╭─ Available data

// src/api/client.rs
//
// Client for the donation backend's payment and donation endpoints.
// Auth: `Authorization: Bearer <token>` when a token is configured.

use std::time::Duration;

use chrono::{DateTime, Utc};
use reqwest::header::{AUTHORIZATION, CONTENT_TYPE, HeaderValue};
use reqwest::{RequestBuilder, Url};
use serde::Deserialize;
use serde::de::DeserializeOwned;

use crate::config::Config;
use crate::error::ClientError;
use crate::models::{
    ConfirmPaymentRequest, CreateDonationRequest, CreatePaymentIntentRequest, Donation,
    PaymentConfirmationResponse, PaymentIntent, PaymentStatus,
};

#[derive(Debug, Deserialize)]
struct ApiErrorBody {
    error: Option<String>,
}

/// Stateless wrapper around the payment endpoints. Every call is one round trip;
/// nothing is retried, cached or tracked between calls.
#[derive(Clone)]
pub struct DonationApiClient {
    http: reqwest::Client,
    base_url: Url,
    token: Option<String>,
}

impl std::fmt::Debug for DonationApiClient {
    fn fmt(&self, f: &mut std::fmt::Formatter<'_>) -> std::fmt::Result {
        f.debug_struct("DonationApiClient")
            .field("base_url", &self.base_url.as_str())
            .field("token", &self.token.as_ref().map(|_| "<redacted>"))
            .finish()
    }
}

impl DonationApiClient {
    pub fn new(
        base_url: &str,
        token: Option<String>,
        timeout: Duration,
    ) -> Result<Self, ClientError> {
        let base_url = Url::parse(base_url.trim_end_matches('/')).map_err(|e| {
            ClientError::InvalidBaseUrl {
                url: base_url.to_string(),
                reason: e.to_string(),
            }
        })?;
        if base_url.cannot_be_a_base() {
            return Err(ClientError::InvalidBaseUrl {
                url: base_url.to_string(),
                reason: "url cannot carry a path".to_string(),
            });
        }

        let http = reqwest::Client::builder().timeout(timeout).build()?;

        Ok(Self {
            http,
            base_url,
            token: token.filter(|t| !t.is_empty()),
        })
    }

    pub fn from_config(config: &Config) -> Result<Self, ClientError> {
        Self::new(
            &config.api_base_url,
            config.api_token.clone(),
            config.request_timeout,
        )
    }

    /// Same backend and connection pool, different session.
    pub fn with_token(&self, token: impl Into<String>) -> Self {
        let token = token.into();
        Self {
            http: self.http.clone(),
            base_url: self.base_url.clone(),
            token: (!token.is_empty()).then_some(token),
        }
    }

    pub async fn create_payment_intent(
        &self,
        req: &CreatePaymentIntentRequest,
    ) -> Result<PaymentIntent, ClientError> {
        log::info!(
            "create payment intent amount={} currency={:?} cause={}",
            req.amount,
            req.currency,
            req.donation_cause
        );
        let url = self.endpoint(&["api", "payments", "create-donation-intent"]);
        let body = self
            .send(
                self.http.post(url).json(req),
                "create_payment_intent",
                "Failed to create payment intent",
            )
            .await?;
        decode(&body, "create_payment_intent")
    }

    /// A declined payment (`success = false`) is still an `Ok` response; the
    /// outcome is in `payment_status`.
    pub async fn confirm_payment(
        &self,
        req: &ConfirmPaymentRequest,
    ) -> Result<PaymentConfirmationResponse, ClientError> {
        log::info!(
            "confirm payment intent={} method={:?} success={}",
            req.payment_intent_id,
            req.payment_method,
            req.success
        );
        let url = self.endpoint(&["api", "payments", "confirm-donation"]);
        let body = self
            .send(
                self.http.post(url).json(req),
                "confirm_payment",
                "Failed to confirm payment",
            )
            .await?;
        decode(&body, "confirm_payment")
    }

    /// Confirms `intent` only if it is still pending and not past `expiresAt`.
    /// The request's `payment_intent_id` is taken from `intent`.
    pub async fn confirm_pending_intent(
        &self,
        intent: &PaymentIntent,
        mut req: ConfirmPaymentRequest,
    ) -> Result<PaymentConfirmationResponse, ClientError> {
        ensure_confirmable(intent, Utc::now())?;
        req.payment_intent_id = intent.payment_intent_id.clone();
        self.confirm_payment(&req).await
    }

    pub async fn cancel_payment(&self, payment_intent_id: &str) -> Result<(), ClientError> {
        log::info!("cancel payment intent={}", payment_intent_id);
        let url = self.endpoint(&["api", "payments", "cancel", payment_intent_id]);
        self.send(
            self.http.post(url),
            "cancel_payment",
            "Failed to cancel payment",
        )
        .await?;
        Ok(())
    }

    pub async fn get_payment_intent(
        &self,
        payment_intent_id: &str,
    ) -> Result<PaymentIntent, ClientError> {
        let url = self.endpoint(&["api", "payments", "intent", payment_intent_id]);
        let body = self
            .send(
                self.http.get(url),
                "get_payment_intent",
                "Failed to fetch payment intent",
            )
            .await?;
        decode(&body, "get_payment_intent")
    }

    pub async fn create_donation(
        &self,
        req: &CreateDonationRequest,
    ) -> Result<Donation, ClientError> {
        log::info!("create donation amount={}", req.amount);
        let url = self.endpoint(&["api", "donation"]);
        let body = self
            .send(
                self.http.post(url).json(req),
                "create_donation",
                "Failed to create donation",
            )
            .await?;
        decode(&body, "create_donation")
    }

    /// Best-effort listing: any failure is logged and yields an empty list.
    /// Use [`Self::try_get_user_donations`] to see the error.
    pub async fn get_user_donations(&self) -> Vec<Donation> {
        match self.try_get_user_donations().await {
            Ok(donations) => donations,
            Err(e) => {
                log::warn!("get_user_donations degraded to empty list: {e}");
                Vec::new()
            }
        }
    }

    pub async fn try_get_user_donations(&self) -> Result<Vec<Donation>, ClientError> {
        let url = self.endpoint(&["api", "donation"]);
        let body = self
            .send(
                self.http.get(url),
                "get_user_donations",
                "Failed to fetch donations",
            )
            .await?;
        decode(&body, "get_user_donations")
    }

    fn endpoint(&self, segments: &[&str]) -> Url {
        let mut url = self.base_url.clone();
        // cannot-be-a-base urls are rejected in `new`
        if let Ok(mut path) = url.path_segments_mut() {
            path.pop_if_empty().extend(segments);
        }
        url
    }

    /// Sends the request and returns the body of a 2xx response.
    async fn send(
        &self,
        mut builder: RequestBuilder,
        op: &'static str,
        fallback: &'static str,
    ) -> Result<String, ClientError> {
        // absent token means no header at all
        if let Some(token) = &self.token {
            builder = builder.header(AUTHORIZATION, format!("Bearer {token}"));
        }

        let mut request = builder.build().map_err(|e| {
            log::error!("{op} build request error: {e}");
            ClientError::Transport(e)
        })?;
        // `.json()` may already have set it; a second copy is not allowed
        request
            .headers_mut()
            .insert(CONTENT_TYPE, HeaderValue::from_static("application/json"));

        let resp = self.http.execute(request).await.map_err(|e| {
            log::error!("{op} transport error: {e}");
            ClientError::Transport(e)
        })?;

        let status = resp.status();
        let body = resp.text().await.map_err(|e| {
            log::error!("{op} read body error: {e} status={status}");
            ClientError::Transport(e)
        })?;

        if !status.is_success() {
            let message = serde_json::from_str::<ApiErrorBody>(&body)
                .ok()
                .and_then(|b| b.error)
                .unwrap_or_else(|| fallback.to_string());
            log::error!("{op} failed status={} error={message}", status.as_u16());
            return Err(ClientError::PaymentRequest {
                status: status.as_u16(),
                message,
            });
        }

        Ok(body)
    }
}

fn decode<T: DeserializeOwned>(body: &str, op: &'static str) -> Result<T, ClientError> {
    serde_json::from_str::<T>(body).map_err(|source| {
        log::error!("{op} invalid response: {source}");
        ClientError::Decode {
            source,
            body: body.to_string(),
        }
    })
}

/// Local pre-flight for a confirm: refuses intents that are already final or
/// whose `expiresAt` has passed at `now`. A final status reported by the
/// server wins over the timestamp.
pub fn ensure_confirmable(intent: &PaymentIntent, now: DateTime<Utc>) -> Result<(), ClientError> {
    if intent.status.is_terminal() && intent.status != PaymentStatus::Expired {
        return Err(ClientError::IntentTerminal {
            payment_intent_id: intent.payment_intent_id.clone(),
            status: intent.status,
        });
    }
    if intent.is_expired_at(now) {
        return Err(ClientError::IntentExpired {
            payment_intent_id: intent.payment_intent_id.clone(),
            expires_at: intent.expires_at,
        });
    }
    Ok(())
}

╰─

▸ **Your assignment**
Find the string "impl" in the data. Report each line it appears in.

▸ **Answer**
impl std::fmt::Debug for DonationApiClient {
impl DonationApiClient {
    pub fn with_token(&self, token: impl Into<String>) -> Self {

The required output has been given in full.